Why the US needs AT LEAST a $15 minimum wage


Sophomores Emmanuel Aguilar and Rehema Bisoga show their support for increased cash for workers.

   Imagine putting in sixty minutes of hard work for your job, busting your tail as hard as you could and at the end of that hour, and your employer hands you a five-dollar bill, two dollars and a quarter. This scene happens so often that it should enrage you. The United States federal minimum wage is $7.25, and it has not risen since that number was agreed upon in 2009. Despite eleven years of inflation and a rising cost of living, the wage regular working-class people receive has been mostly stagnant. The Biden Administration has been hard advocates for the bump in pay and here is why I also believe it should happen.

   With a minimum wage at $7.25, it highly undermines the cost of living required to maintain a decent life in the United States. While big businesses feed on the worker exploitation that directly results from their stinginess to increase employees’ pay, the families and livelihoods of these workers are hurt the most. According to a report from the National Low Income Housing Coalition (NLIHC), between 2010-2020 the average apartment rental price has increased by 40%. This has all happened while the income so many Americans rely on to feed themselves, and usually others, has stayed the same.

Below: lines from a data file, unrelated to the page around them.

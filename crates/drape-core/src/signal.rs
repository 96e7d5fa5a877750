use std::cell::RefCell;
use std::rc::Rc;

pub type SubId = usize;

type Subscriber<T> = Rc<dyn Fn(&T)>;

/// Cloneable handle to an observable value.
///
/// Subscribers run after the internal borrow is released, so a subscriber may
/// read or write the same signal.
#[derive(Clone)]
pub struct Signal<T: 'static>(Rc<RefCell<Inner<T>>>);

struct Inner<T> {
    value: T,
    next_sub: SubId,
    subs: Vec<(SubId, Subscriber<T>)>,
}

impl<T> Signal<T> {
    pub fn new(value: T) -> Self {
        Self(Rc::new(RefCell::new(Inner {
            value,
            next_sub: 0,
            subs: Vec::new(),
        })))
    }
    pub fn get(&self) -> T
    where
        T: Clone,
    {
        self.0.borrow().value.clone()
    }
    pub fn with<R>(&self, f: impl FnOnce(&T) -> R) -> R {
        f(&self.0.borrow().value)
    }
    pub fn set(&self, v: T)
    where
        T: Clone,
    {
        self.0.borrow_mut().value = v;
        self.notify();
    }
    pub fn update<F: FnOnce(&mut T)>(&self, f: F)
    where
        T: Clone,
    {
        f(&mut self.0.borrow_mut().value);
        self.notify();
    }
    pub fn subscribe(&self, f: impl Fn(&T) + 'static) -> SubId {
        let mut inner = self.0.borrow_mut();
        let id = inner.next_sub;
        inner.next_sub += 1;
        inner.subs.push((id, Rc::new(f)));
        id
    }
    pub fn unsubscribe(&self, id: SubId) {
        self.0.borrow_mut().subs.retain(|(sid, _)| *sid != id);
    }
    pub fn subscriber_count(&self) -> usize {
        self.0.borrow().subs.len()
    }

    fn notify(&self)
    where
        T: Clone,
    {
        let (value, subs) = {
            let inner = self.0.borrow();
            let subs: Vec<Subscriber<T>> = inner.subs.iter().map(|(_, s)| s.clone()).collect();
            (inner.value.clone(), subs)
        };
        for s in subs {
            s(&value);
        }
    }
}

impl<T: std::fmt::Debug> std::fmt::Debug for Signal<T> {
    fn fmt(&self, f: &mut std::fmt::Formatter<'_>) -> std::fmt::Result {
        f.debug_tuple("Signal").field(&self.0.borrow().value).finish()
    }
}

pub fn signal<T>(t: T) -> Signal<T> {
    Signal::new(t)
}
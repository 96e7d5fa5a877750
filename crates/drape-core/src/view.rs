use std::fmt::Write as _;
use std::rc::Rc;

use bitflags::bitflags;

use crate::{Color, Modifier, Vec2};

pub type ViewId = u64;

pub type Callback = Rc<dyn Fn()>;

/// Soft keyboard hint for text inputs.
#[derive(Clone, Copy, Debug, Default, PartialEq, Eq)]
#[cfg_attr(feature = "serde", derive(serde::Serialize, serde::Deserialize))]
pub enum KeyboardKind {
    #[default]
    Default,
    Email,
    Number,
    Phone,
    Url,
}

bitflags! {
    #[derive(Clone, Copy, Debug, PartialEq, Eq, Hash, Default)]
    #[cfg_attr(feature = "serde", derive(serde::Serialize, serde::Deserialize))]
    pub struct TextStyle: u8 {
        const BOLD = 1 << 0;
        const ITALIC = 1 << 1;
        const UNDERLINE = 1 << 2;
        const STRIKETHROUGH = 1 << 3;
    }
}

#[derive(Clone)]
pub enum ViewKind {
    Surface,
    Box,
    Row,
    Column,
    Stack,
    Spacer,
    /// Scroll container tracked in the named coordinate space.
    Scroll {
        space: String,
        get_scroll_offset: Option<Rc<dyn Fn() -> Vec2>>,
    },
    Text {
        text: String,
        color: Color,
        font_size: f32,
        style: TextStyle,
    },
    Button {
        text: String,
        on_click: Option<Callback>,
    },
    TextField {
        text: String,
        hint: String,
        secure: bool,
        keyboard: KeyboardKind,
        on_change: Option<Rc<dyn Fn(String)>>,
        /// Runs when the field takes keyboard focus.
        on_begin_editing: Option<Callback>,
    },
    Image {
        symbol: String,
        tint: Color,
    },
}

impl std::fmt::Debug for ViewKind {
    fn fmt(&self, f: &mut std::fmt::Formatter<'_>) -> std::fmt::Result {
        match self {
            ViewKind::Surface => write!(f, "Surface"),
            ViewKind::Box => write!(f, "Box"),
            ViewKind::Row => write!(f, "Row"),
            ViewKind::Column => write!(f, "Column"),
            ViewKind::Stack => write!(f, "Stack"),
            ViewKind::Spacer => write!(f, "Spacer"),
            ViewKind::Scroll { space, .. } => f.debug_struct("Scroll").field("space", space).finish(),
            ViewKind::Text {
                text,
                color,
                font_size,
                style,
            } => f
                .debug_struct("Text")
                .field("text", text)
                .field("color", color)
                .field("font_size", font_size)
                .field("style", style)
                .finish(),
            ViewKind::Button { text, .. } => f
                .debug_struct("Button")
                .field("text", text)
                .field("on_click", &"<callback>")
                .finish(),
            ViewKind::TextField {
                text,
                hint,
                secure,
                keyboard,
                ..
            } => {
                let shown: &dyn std::fmt::Debug = if *secure { &"<secure>" } else { text };
                f.debug_struct("TextField")
                    .field("text", shown)
                    .field("hint", hint)
                    .field("keyboard", keyboard)
                    .finish()
            }
            ViewKind::Image { symbol, tint } => f
                .debug_struct("Image")
                .field("symbol", symbol)
                .field("tint", tint)
                .finish(),
        }
    }
}

#[derive(Clone, Debug)]
pub struct View {
    pub id: ViewId,
    pub kind: ViewKind,
    pub modifier: Modifier,
    /// Structural children, in paint order.
    pub children: Vec<View>,
    /// Logical children exposed to assistive technology. When present they
    /// are consulted before `children` by tree queries.
    pub elements: Option<Vec<View>>,
    pub semantics: Option<crate::semantics::Semantics>,
}

impl View {
    pub fn new(id: ViewId, kind: ViewKind) -> Self {
        View {
            id,
            kind,
            modifier: Modifier::new(),
            children: vec![],
            elements: None,
            semantics: None,
        }
    }
    pub fn modifier(mut self, m: Modifier) -> Self {
        self.modifier = m;
        self
    }
    pub fn with_children(mut self, kids: Vec<View>) -> Self {
        self.children = kids;
        self
    }
    pub fn accessibility_elements(mut self, elements: Vec<View>) -> Self {
        self.elements = Some(elements);
        self
    }
    pub fn semantics(mut self, s: crate::semantics::Semantics) -> Self {
        self.semantics = Some(s);
        self
    }

    /// Sets (or adds) the automation identifier, keeping any existing semantics.
    pub fn identifier(mut self, id: impl Into<String>) -> Self {
        let sem = self
            .semantics
            .take()
            .unwrap_or_else(|| crate::Semantics::new(crate::Role::Container));
        self.semantics = Some(sem.identifier(id));
        self
    }

    pub fn identifier_str(&self) -> Option<&str> {
        self.semantics.as_ref()?.identifier.as_deref()
    }

    /// The action a tap on this node would run, if it is enabled.
    pub fn activation(&self) -> Option<Callback> {
        if self.modifier.disabled || self.semantics.as_ref().is_some_and(|s| !s.enabled) {
            return None;
        }
        match &self.kind {
            ViewKind::Button { on_click, .. } => on_click.clone(),
            _ => self.modifier.on_tap.clone(),
        }
    }

    /// Runs the node's tap action. Returns false when there is none.
    pub fn activate(&self) -> bool {
        match self.activation() {
            Some(action) => {
                action();
                true
            }
            None => false,
        }
    }

    /// Indented one-line-per-node dump. Logical elements are marked with `~`.
    pub fn outline(&self) -> String {
        let mut out = String::new();
        self.write_outline(&mut out, 0, false);
        out.truncate(out.trim_end().len());
        out
    }

    fn write_outline(&self, out: &mut String, depth: usize, logical: bool) {
        let marker = if logical { "~" } else { "" };
        let _ = write!(out, "{:indent$}{marker}{}", "", self.describe(), indent = depth * 2);
        if let Some(id) = self.identifier_str() {
            let _ = write!(out, " #{id}");
        }
        out.push('\n');
        for e in self.elements.iter().flatten() {
            e.write_outline(out, depth + 1, true);
        }
        for c in &self.children {
            c.write_outline(out, depth + 1, false);
        }
    }

    fn describe(&self) -> String {
        match &self.kind {
            ViewKind::Scroll { space, .. } => format!("Scroll({space})"),
            ViewKind::Text { text, .. } => format!("Text {text:?}"),
            ViewKind::Button { text, .. } => format!("Button {text:?}"),
            ViewKind::TextField { hint, secure, .. } => {
                if *secure {
                    format!("SecureField {hint:?}")
                } else {
                    format!("TextField {hint:?}")
                }
            }
            ViewKind::Image { symbol, .. } => format!("Image {symbol:?}"),
            other => format!("{other:?}"),
        }
    }
}
use std::rc::Rc;

use bitflags::bitflags;

use crate::{Color, Size};

#[derive(Clone, Debug, PartialEq)]
pub struct Border {
    pub width: f32,
    pub color: Color,
    pub radius: f32,
}

#[derive(Clone, Copy, Debug, Default, PartialEq)]
pub struct PaddingValues {
    pub left: f32,
    pub right: f32,
    pub top: f32,
    pub bottom: f32,
}

bitflags! {
    /// Which corners a rounded clip applies to.
    #[derive(Clone, Copy, Debug, PartialEq, Eq)]
    pub struct Corners: u8 {
        const TOP_LEFT = 1 << 0;
        const TOP_RIGHT = 1 << 1;
        const BOTTOM_LEFT = 1 << 2;
        const BOTTOM_RIGHT = 1 << 3;
        const TOP = Self::TOP_LEFT.bits() | Self::TOP_RIGHT.bits();
        const BOTTOM = Self::BOTTOM_LEFT.bits() | Self::BOTTOM_RIGHT.bits();
        const ALL = Self::TOP.bits() | Self::BOTTOM.bits();
    }
}

#[derive(Clone, Copy, Debug, PartialEq)]
pub struct RoundedClip {
    pub radius: f32,
    pub corners: Corners,
}

#[derive(Clone)]
pub struct Modifier {
    pub size: Option<Size>,
    pub fill_max: bool,
    pub padding: Option<f32>,
    pub padding_values: Option<PaddingValues>,
    pub min_width: Option<f32>,
    pub min_height: Option<f32>,
    pub max_width: Option<f32>,
    pub max_height: Option<f32>,
    pub background: Option<Color>,
    pub border: Option<Border>,
    pub clip: Option<RoundedClip>,
    pub alpha: Option<f32>,
    /// Content drawn as placeholder blocks (skeleton loading).
    pub redacted: bool,
    pub disabled: bool,
    /// When false, pointer input passes through this node.
    pub hit_testing: bool,
    pub on_tap: Option<Rc<dyn Fn()>>,
}

impl std::fmt::Debug for Modifier {
    fn fmt(&self, f: &mut std::fmt::Formatter<'_>) -> std::fmt::Result {
        f.debug_struct("Modifier")
            .field("size", &self.size)
            .field("fill_max", &self.fill_max)
            .field("padding", &self.padding)
            .field("padding_values", &self.padding_values)
            .field("min_width", &self.min_width)
            .field("min_height", &self.min_height)
            .field("max_width", &self.max_width)
            .field("max_height", &self.max_height)
            .field("background", &self.background)
            .field("border", &self.border)
            .field("clip", &self.clip)
            .field("alpha", &self.alpha)
            .field("redacted", &self.redacted)
            .field("disabled", &self.disabled)
            .field("hit_testing", &self.hit_testing)
            .field("on_tap", &self.on_tap.as_ref().map(|_| "..."))
            .finish()
    }
}

impl Default for Modifier {
    fn default() -> Self {
        Self {
            size: None,
            fill_max: false,
            padding: None,
            padding_values: None,
            min_width: None,
            min_height: None,
            max_width: None,
            max_height: None,
            background: None,
            border: None,
            clip: None,
            alpha: None,
            redacted: false,
            disabled: false,
            hit_testing: true,
            on_tap: None,
        }
    }
}

impl Modifier {
    pub fn new() -> Self {
        Self::default()
    }
    pub fn size(mut self, w: f32, h: f32) -> Self {
        self.size = Some(Size {
            width: w,
            height: h,
        });
        self
    }
    pub fn fill_max_size(mut self) -> Self {
        self.fill_max = true;
        self
    }
    pub fn padding(mut self, v: f32) -> Self {
        self.padding = Some(v);
        self
    }
    pub fn padding_values(mut self, padding: PaddingValues) -> Self {
        self.padding_values = Some(padding);
        self
    }
    pub fn min_size(mut self, w: f32, h: f32) -> Self {
        self.min_width = Some(w);
        self.min_height = Some(h);
        self
    }
    pub fn max_size(mut self, w: f32, h: f32) -> Self {
        self.max_width = Some(w);
        self.max_height = Some(h);
        self
    }
    pub fn min_width(mut self, w: f32) -> Self {
        self.min_width = Some(w);
        self
    }
    pub fn min_height(mut self, h: f32) -> Self {
        self.min_height = Some(h);
        self
    }
    pub fn max_width(mut self, w: f32) -> Self {
        self.max_width = Some(w);
        self
    }
    pub fn max_height(mut self, h: f32) -> Self {
        self.max_height = Some(h);
        self
    }
    pub fn background(mut self, color: Color) -> Self {
        self.background = Some(color);
        self
    }
    pub fn border(mut self, width: f32, color: Color, radius: f32) -> Self {
        self.border = Some(Border {
            width,
            color,
            radius,
        });
        self
    }
    pub fn clip_rounded(self, radius: f32) -> Self {
        self.clip_rounded_corners(radius, Corners::ALL)
    }
    /// Rounds only the selected corners.
    pub fn clip_rounded_corners(mut self, radius: f32, corners: Corners) -> Self {
        self.clip = Some(RoundedClip { radius, corners });
        self
    }
    pub fn alpha(mut self, a: f32) -> Self {
        self.alpha = Some(a.clamp(0.0, 1.0));
        self
    }
    pub fn redacted(mut self, redacted: bool) -> Self {
        self.redacted = redacted;
        self
    }
    pub fn disabled(mut self, disabled: bool) -> Self {
        self.disabled = disabled;
        self
    }
    pub fn hit_testing(mut self, enabled: bool) -> Self {
        self.hit_testing = enabled;
        self
    }
    pub fn on_tap(mut self, f: impl Fn() + 'static) -> Self {
        self.on_tap = Some(Rc::new(f));
        self
    }
}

   According to nelp.org (National Employment Law Project),  42.4% of Americans make less than $15 per hour, that is almost half of our economy. When you look at this number in relative terms, it may not look so bad. We look at $15 as a somewhat good price point to make and people under it may not be far off from this number, which is true. Yet considering the rise of inflation since 1968, the minimum wage should be $24.75. As of now, it is a third of that.

   The fact is that workers should at the very least be making $25 according to inflation, not a random number thrown out there for political acclaim. People opposing implementing a minimum wage that is ten dollars less than that is blasphemy.

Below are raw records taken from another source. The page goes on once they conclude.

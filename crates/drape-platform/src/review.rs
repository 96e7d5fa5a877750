//! Throttled app-review prompts.
//!
//! Every launch calls [`RequestReview::show_review_if_needed`]. The prompt
//! goes up once the run counter reaches [`ReviewPolicy::limit`], at most once
//! per app version and build, and only when there is a focused window to attach it to.

use std::cell::RefCell;
use std::io::ErrorKind;
use std::path::{Path, PathBuf};

use serde::{Deserialize, Serialize};

use crate::{AppInfo, PlatformError, Result, WindowId, WindowRegistry};

#[derive(Clone, Copy, Debug, PartialEq, Eq)]
pub struct ReviewPolicy {
    pub limit: u32,
}

impl Default for ReviewPolicy {
    fn default() -> Self {
        Self { limit: 20 }
    }
}

/// What the host persists between launches.
#[derive(Clone, Debug, Default, PartialEq, Eq, Serialize, Deserialize)]
pub struct ReviewRecord {
    pub runs_since_last_request: u32,
    /// `AppInfo::current_version` of the build that last showed the prompt.
    pub version: Option<String>,
}

pub trait ReviewStore {
    fn load(&self) -> Result<ReviewRecord>;
    fn save(&self, record: &ReviewRecord) -> Result<()>;
}

#[derive(Default, Debug)]
pub struct MemoryReviewStore {
    record: RefCell<ReviewRecord>,
}

impl MemoryReviewStore {
    pub fn new(record: ReviewRecord) -> Self {
        Self {
            record: RefCell::new(record),
        }
    }
}

impl ReviewStore for MemoryReviewStore {
    fn load(&self) -> Result<ReviewRecord> {
        Ok(self.record.borrow().clone())
    }

    fn save(&self, record: &ReviewRecord) -> Result<()> {
        *self.record.borrow_mut() = record.clone();
        Ok(())
    }
}

/// Keeps the record as a small JSON file. A missing file reads as a fresh
/// record.
#[derive(Debug, Clone)]
pub struct JsonFileReviewStore {
    path: PathBuf,
}

impl JsonFileReviewStore {
    pub fn new(path: impl Into<PathBuf>) -> Self {
        Self { path: path.into() }
    }

    pub fn path(&self) -> &Path {
        &self.path
    }

    fn io(&self, source: std::io::Error) -> PlatformError {
        PlatformError::Io {
            path: self.path.clone(),
            source,
        }
    }
}

impl ReviewStore for JsonFileReviewStore {
    fn load(&self) -> Result<ReviewRecord> {
        let bytes = match std::fs::read(&self.path) {
            Ok(bytes) => bytes,
            Err(e) if e.kind() == ErrorKind::NotFound => return Ok(ReviewRecord::default()),
            Err(e) => return Err(self.io(e)),
        };
        serde_json::from_slice(&bytes).map_err(|source| PlatformError::Corrupt {
            path: self.path.clone(),
            source,
        })
    }

    fn save(&self, record: &ReviewRecord) -> Result<()> {
        let bytes = serde_json::to_vec_pretty(record)?;
        if let Some(dir) = self.path.parent().filter(|d| !d.as_os_str().is_empty()) {
            std::fs::create_dir_all(dir).map_err(|e| self.io(e))?;
        }
        std::fs::write(&self.path, bytes).map_err(|e| self.io(e))
    }
}

#[derive(Clone, Copy, Debug, PartialEq, Eq)]
pub enum ReviewOutcome {
    /// This version already showed the prompt.
    AlreadyRequested,
    /// Still counting toward the limit.
    Counting(u32),
    /// Limit reached but nothing to attach the prompt to; retried next run.
    NoFocusedWindow,
    Requested(WindowId),
}

pub struct RequestReview<S: ReviewStore> {
    store: S,
    policy: ReviewPolicy,
    app: AppInfo,
}

impl<S: ReviewStore> RequestReview<S> {
    pub fn new(store: S, app: AppInfo) -> Self {
        Self::with_policy(store, app, ReviewPolicy::default())
    }

    pub fn with_policy(store: S, app: AppInfo, policy: ReviewPolicy) -> Self {
        Self { store, policy, app }
    }

    pub fn store(&self) -> &S {
        &self.store
    }

    /// Counts this run and calls `prompt` with the focused window when it is
    /// time to ask.
    pub fn show_review_if_needed(
        &self,
        windows: &WindowRegistry,
        prompt: impl FnOnce(WindowId),
    ) -> Result<ReviewOutcome> {
        let current = self.app.current_version();
        let mut record = self.store.load()?;
        record.runs_since_last_request = record.runs_since_last_request.saturating_add(1);

        if record.version.as_deref() == Some(current.as_str()) {
            record.runs_since_last_request = 0;
            self.store.save(&record)?;
            return Ok(ReviewOutcome::AlreadyRequested);
        }

        if record.runs_since_last_request < self.policy.limit {
            self.store.save(&record)?;
            return Ok(ReviewOutcome::Counting(record.runs_since_last_request));
        }

        let Some(window) = windows.focused() else {
            log::debug!("review due but no focused window");
            self.store.save(&record)?;
            return Ok(ReviewOutcome::NoFocusedWindow);
        };

        log::debug!("requesting review for {current}");
        prompt(window);
        record.runs_since_last_request = 0;
        record.version = Some(current);
        self.store.save(&record)?;
        Ok(ReviewOutcome::Requested(window))
    }
}

#[cfg(test)]
mod tests {
    use super::*;
    use crate::Activation;
    use std::cell::Cell;

    fn app(version: &str) -> AppInfo {
        AppInfo::new(Some("org.drape.test"), version, "1")
    }

    fn focused_registry() -> (WindowRegistry, WindowId) {
        let mut reg = WindowRegistry::new();
        let main = reg.open("main");
        reg.make_key(main).unwrap();
        (reg, main)
    }

    #[test]
    fn prompts_on_the_twentieth_run_only() {
        let (reg, main) = focused_registry();
        let review = RequestReview::new(MemoryReviewStore::default(), app("1.0"));
        let prompts = Cell::new(0);

        for run in 1..20 {
            let out = review.show_review_if_needed(&reg, |_| prompts.set(prompts.get() + 1)).unwrap();
            assert_eq!(out, ReviewOutcome::Counting(run));
        }
        let out = review.show_review_if_needed(&reg, |_| prompts.set(prompts.get() + 1)).unwrap();
        assert_eq!(out, ReviewOutcome::Requested(main));
        assert_eq!(prompts.get(), 1);

        let stored = review.store().load().unwrap();
        assert_eq!(stored.runs_since_last_request, 0);
        assert_eq!(stored.version.as_deref(), Some("Version 1.0 (1)"));

        for _ in 0..30 {
            let out = review.show_review_if_needed(&reg, |_| prompts.set(prompts.get() + 1)).unwrap();
            assert_eq!(out, ReviewOutcome::AlreadyRequested);
        }
        assert_eq!(prompts.get(), 1);
    }

    #[test]
    fn new_version_counts_again() {
        let (reg, _) = focused_registry();
        let store = MemoryReviewStore::new(ReviewRecord {
            runs_since_last_request: 0,
            version: Some("Version 1.0 (1)".into()),
        });
        let review = RequestReview::new(store, app("1.1"));
        let out = review.show_review_if_needed(&reg, |_| {}).unwrap();
        assert_eq!(out, ReviewOutcome::Counting(1));
    }

    #[test]
    fn new_build_of_same_version_counts_again() {
        let (reg, main) = focused_registry();
        let policy = ReviewPolicy { limit: 1 };
        let store = MemoryReviewStore::default();
        let first = RequestReview::with_policy(store, app("1.0"), policy);
        assert_eq!(first.show_review_if_needed(&reg, |_| {}).unwrap(), ReviewOutcome::Requested(main));
        let record = first.store().load().unwrap();

        let rebuilt = AppInfo::new(Some("org.drape.test"), "1.0", "2");
        let next = RequestReview::with_policy(MemoryReviewStore::new(record), rebuilt, policy);
        assert_eq!(next.show_review_if_needed(&reg, |_| {}).unwrap(), ReviewOutcome::Requested(main));
        assert_eq!(next.store().load().unwrap().version.as_deref(), Some("Version 1.0 (2)"));
    }

    #[test]
    fn waits_for_a_focused_window() {
        let mut reg = WindowRegistry::new();
        let w = reg.open("main");
        let policy = ReviewPolicy { limit: 2 };
        let review = RequestReview::with_policy(MemoryReviewStore::default(), app("2.0"), policy);

        review.show_review_if_needed(&reg, |_| {}).unwrap();
        let out = review.show_review_if_needed(&reg, |_| panic!("no window")).unwrap();
        assert_eq!(out, ReviewOutcome::NoFocusedWindow);

        reg.set_activation(w, Activation::ForegroundActive).unwrap();
        let out = review.show_review_if_needed(&reg, |_| {}).unwrap();
        assert_eq!(out, ReviewOutcome::Requested(w));
    }

    #[test]
    fn json_store_persists_across_instances() {
        let dir = tempfile::tempdir().unwrap();
        let path = dir.path().join("nested").join("review.json");
        let (reg, _) = focused_registry();

        let store = JsonFileReviewStore::new(&path);
        assert_eq!(store.load().unwrap(), ReviewRecord::default());
        let review = RequestReview::new(store, app("3.0"));
        for _ in 0..5 {
            review.show_review_if_needed(&reg, |_| {}).unwrap();
        }

        let reopened = JsonFileReviewStore::new(&path);
        assert_eq!(reopened.load().unwrap().runs_since_last_request, 5);
    }

    #[test]
    fn corrupt_json_is_reported() {
        let dir = tempfile::tempdir().unwrap();
        let path = dir.path().join("review.json");
        std::fs::write(&path, b"{not json").unwrap();
        let err = JsonFileReviewStore::new(&path).load().unwrap_err();
        assert!(matches!(err, PlatformError::Corrupt { .. }));
        assert!(err.to_string().contains("review.json"));
    }
}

   Another flawed argument people bring to the table in the discussion of minimum wage is: “Businesses can’t afford to make such a dramatic increase in payment for employees. They’ll crumble.” With this I say, who cares? If you can’t afford to pay the people who put in hours and hours of time into profiting your business a decent wage, you should not have one. The fact is that if all corporations, especially big businesses, put $15 hourly wage toward employees, the revenue of all businesses would go up as a direct result. More people have money = More money to spend in stores. The greediness of wealthy owners impedes on this goal.

   What about the argument of, “If everyone has money, prices will rise dramatically!” This again is an argument that has no real base. Costco, In-N-Out, BestBuy, Target, and Home Depot are five huge corporations that have been bringing in bank this past year. They made a cumulative profit of over 15 billion dollars in 2020 alone. What do they have in common? They all pay workers at least $15 an hour. Something more astounding is Bestbuy, Target, and Home Depot raised employee pay 20% during the pandemic. Prices remained the same with no evidence of corporations losing money due to better compensation to workers.

   In 2017, then President Donald Trump signed the Tax Cuts and Jobs Act, a supposed win for Americans. The act lowered corporate tax rates to 21%, taxing the rich less and less. Investopedia published an article breaking down the plan early of 2020.

   “For the wealthy, banks, and other corporations, the tax reform package was considered a lopsided victory given its significant and permanent tax cuts to corporate profits, investment income, estate tax, and more.” (David Floyd, Investopedia)

   With the rich paying less and less federal taxes, there should be no excuse as to why the pay of workers continues to receive no increase, again, despite the raising cost of living.

   Something that is also relatively important is how small businesses, rather than large corporations, will react to this sudden increase in wages. A huge part I believe is why this would be harder to incorporate is the government’s laziness and blatant disregard for the circumstances. The minimum wage has not been adjusted in almost 12 years; in the 22 times the minimum wage was raised, that would be the longest gap. Especially with the threat of an ongoing pandemic, you would think the federal government would provide more than $1800 over the course of eleven months while so many people, small businesses, and elderly are struggling with putting money on the table. So the issue with small businesses being able to afford the jump does not lie within the issue of the minimum wage being raised, it relies within negligence of the government for taking so long to do the proper actions necessary.

   As we consider all the good a higher minimum wage would do, it excessively outweighs the opposing viewpoint. We have the opportunity to distribute so much wealth along with giving average everyday Americans the opportunity to provide and put food on the table for themselves as well as their loved ones. Giving people livable wages is not a political move, it is a human rights one.